We previously demonstrated that 7 days of oritavancin instillation effectively treats Clostridium difficile infection (CDI) in a human gut model. Oritavancin may be more effective than vancomycin due to apparently increased activity against spores. We compared the efficacy of shortened dosing duration (4 days) of oritavancin and vancomycin for CDI treatment using the gut model. Clindamycin induced CDI in two triple-stage chemostat gut models primed with pooled human faeces and C. difficile ribotype 027 spores. Oritavancin (64 mg/L twice daily) or vancomycin (125 mg/L four times daily) was instilled for 4 days and the effects on C. difficile proliferation and toxin production, and gut microflora were determined. Both oritavancin and vancomycin reduced toxin to undetectable levels.
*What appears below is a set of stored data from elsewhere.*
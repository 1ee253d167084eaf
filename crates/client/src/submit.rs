//! Save path for the variant form: validate, gate, send, report.
//!
//! Validation errors come back as data. Transport and service failures stop
//! here and become a [`Notice`]; they are never propagated further.

use std::sync::atomic::{AtomicBool, Ordering};

use catalog_products::{ErrorSet, ProductEditRequest, VariantForm};

use crate::client::ProductSink;
use crate::error::ClientError;

/// Single-flight gate: at most one submission in progress.
#[derive(Debug, Default)]
pub struct SubmitGate {
    in_flight: AtomicBool,
}

/// Held while a submission is in progress; releases the gate on drop.
#[derive(Debug)]
pub struct SubmitPermit<'a> {
    gate: &'a SubmitGate,
}

impl SubmitGate {
    pub fn new() -> Self {
        Self::default()
    }

    pub fn try_acquire(&self) -> Option<SubmitPermit<'_>> {
        self.in_flight
            .compare_exchange(false, true, Ordering::AcqRel, Ordering::Acquire)
            .ok()
            .map(|_| SubmitPermit { gate: self })
    }

    pub fn is_busy(&self) -> bool {
        self.in_flight.load(Ordering::Acquire)
    }
}

impl Drop for SubmitPermit<'_> {
    fn drop(&mut self) {
        self.gate.in_flight.store(false, Ordering::Release);
    }
}

/// User-facing failure message.
#[derive(Debug, Clone, PartialEq, Eq)]
pub struct Notice {
    pub message: String,
}

impl Notice {
    fn from_error(err: &ClientError) -> Self {
        let message = match err {
            ClientError::Network(_) => "could not reach the catalog service",
            _ => "an error occurred while updating the product",
        };
        Self {
            message: message.to_string(),
        }
    }
}

#[derive(Debug, Clone, PartialEq, Eq)]
pub enum SubmitOutcome {
    /// The service accepted the edit; the form can be discarded.
    Submitted(ProductEditRequest),
    /// Validation failed locally; nothing was sent.
    Invalid(ErrorSet),
    /// Another submission is still in flight; nothing was sent.
    Busy,
    /// The service rejected the edit or could not be reached.
    Failed(Notice),
}

/// Validate `form` and, if it is clean, send it through `sink`.
pub async fn submit_form<S: ProductSink + ?Sized>(
    sink: &S,
    form: &VariantForm,
    gate: &SubmitGate,
) -> SubmitOutcome {
    let Some(_permit) = gate.try_acquire() else {
        tracing::debug!(product_id = %form.product_id(), "submission already in flight");
        return SubmitOutcome::Busy;
    };

    let request = match form.build_submission() {
        Ok(request) => request,
        Err(errors) => {
            tracing::warn!(
                product_id = %form.product_id(),
                errors = errors.len(),
                "product edit rejected by validation"
            );
            return SubmitOutcome::Invalid(errors);
        }
    };

    match sink.edit_product(&request).await {
        Ok(()) => {
            tracing::info!(
                product_id = %request.product_id,
                colors = request.variants.len(),
                "product updated"
            );
            SubmitOutcome::Submitted(request)
        }
        Err(err) => {
            tracing::warn!(product_id = %request.product_id, error = %err, "product update failed");
            SubmitOutcome::Failed(Notice::from_error(&err))
        }
    }
}

#[cfg(test)]
mod tests {
    use super::*;
    use async_trait::async_trait;
    use catalog_products::{FormField, VariantForm};
    use std::sync::Mutex;

    /// Records every request; answers with a canned result.
    struct RecordingSink {
        sent: Mutex<Vec<ProductEditRequest>>,
        fail_with: Option<fn() -> ClientError>,
    }

    impl RecordingSink {
        fn ok() -> Self {
            Self {
                sent: Mutex::new(Vec::new()),
                fail_with: None,
            }
        }

        fn failing(f: fn() -> ClientError) -> Self {
            Self {
                sent: Mutex::new(Vec::new()),
                fail_with: Some(f),
            }
        }

        fn sent(&self) -> usize {
            self.sent.lock().unwrap().len()
        }
    }

    #[async_trait]
    impl ProductSink for RecordingSink {
        async fn edit_product(&self, request: &ProductEditRequest) -> Result<(), ClientError> {
            self.sent.lock().unwrap().push(request.clone());
            match self.fail_with {
                Some(f) => Err(f()),
                None => Ok(()),
            }
        }
    }

    fn valid_form() -> VariantForm {
        let mut form = VariantForm::initialize("A00001".parse().unwrap(), &[]);
        form.set_field(0, None, FormField::Color, "#ff0000").unwrap();
        form.set_field(0, Some(0), FormField::Price, "100").unwrap();
        form.set_field(0, Some(0), FormField::Quantity, "5").unwrap();
        form
    }

    #[test]
    fn gate_allows_one_permit_at_a_time() {
        let gate = SubmitGate::new();
        let permit = gate.try_acquire().unwrap();
        assert!(gate.is_busy());
        assert!(gate.try_acquire().is_none());
        drop(permit);
        assert!(!gate.is_busy());
        assert!(gate.try_acquire().is_some());
    }

    #[tokio::test]
    async fn valid_form_is_sent_once() {
        let sink = RecordingSink::ok();
        let gate = SubmitGate::new();

        let outcome = submit_form(&sink, &valid_form(), &gate).await;
        match outcome {
            SubmitOutcome::Submitted(request) => assert_eq!(request.variants[0].color, "ff0000"),
            other => panic!("Expected Submitted, got {other:?}"),
        }
        assert_eq!(sink.sent(), 1);
        assert!(!gate.is_busy());
    }

    #[tokio::test]
    async fn invalid_form_is_not_sent() {
        let sink = RecordingSink::ok();
        let gate = SubmitGate::new();
        let form = VariantForm::initialize("A00001".parse().unwrap(), &[]);

        let outcome = submit_form(&sink, &form, &gate).await;
        match outcome {
            SubmitOutcome::Invalid(errors) => {
                assert_eq!(errors.paths(), vec!["0-details-0-price", "0-details-0-quantity"]);
            }
            other => panic!("Expected Invalid, got {other:?}"),
        }
        assert_eq!(sink.sent(), 0);
    }

    #[tokio::test]
    async fn busy_gate_skips_submission() {
        let sink = RecordingSink::ok();
        let gate = SubmitGate::new();
        let _held = gate.try_acquire().unwrap();

        let outcome = submit_form(&sink, &valid_form(), &gate).await;
        assert_eq!(outcome, SubmitOutcome::Busy);
        assert_eq!(sink.sent(), 0);
    }

    #[tokio::test]
    async fn service_failure_becomes_notice_and_releases_gate() {
        let sink = RecordingSink::failing(|| ClientError::Api(500, "boom".to_string()));
        let gate = SubmitGate::new();

        let outcome = submit_form(&sink, &valid_form(), &gate).await;
        assert_eq!(
            outcome,
            SubmitOutcome::Failed(Notice {
                message: "an error occurred while updating the product".to_string()
            })
        );
        assert!(!gate.is_busy());
    }

    #[tokio::test]
    async fn network_failure_has_its_own_notice() {
        let sink = RecordingSink::failing(|| ClientError::Network("refused".to_string()));
        let gate = SubmitGate::new();

        match submit_form(&sink, &valid_form(), &gate).await {
            SubmitOutcome::Failed(notice) => {
                assert_eq!(notice.message, "could not reach the catalog service")
            }
            other => panic!("Expected Failed, got {other:?}"),
        }
    }
}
Recurrent C. difficile germination occurred 20 days after vancomycin instillation, with high-level toxin production. Oritavancin reduced C. difficile counts to around the detection limit for the remainder of the experiment, with spores undetectable from day 1 of instillation. Toxin production was reduced to below detectable levels, but was sporadically seen later, despite no evidence of germination. Both oritavancin and vancomycin instillation led to only modest effects on gut microflora. Shortened courses of oritavancin and vancomycin effectively treated CDI in a human gut model, but evidence of recurrence was observed following vancomycin instillation. Oritavancin exposure inhibited the recovery of C. difficile spores, as previously described. Shortened antibiotic exposure minimizes disruption to the gut microflora. These data indicate the possible value of a 4 day oritavancin dosing regimen for CDI treatment.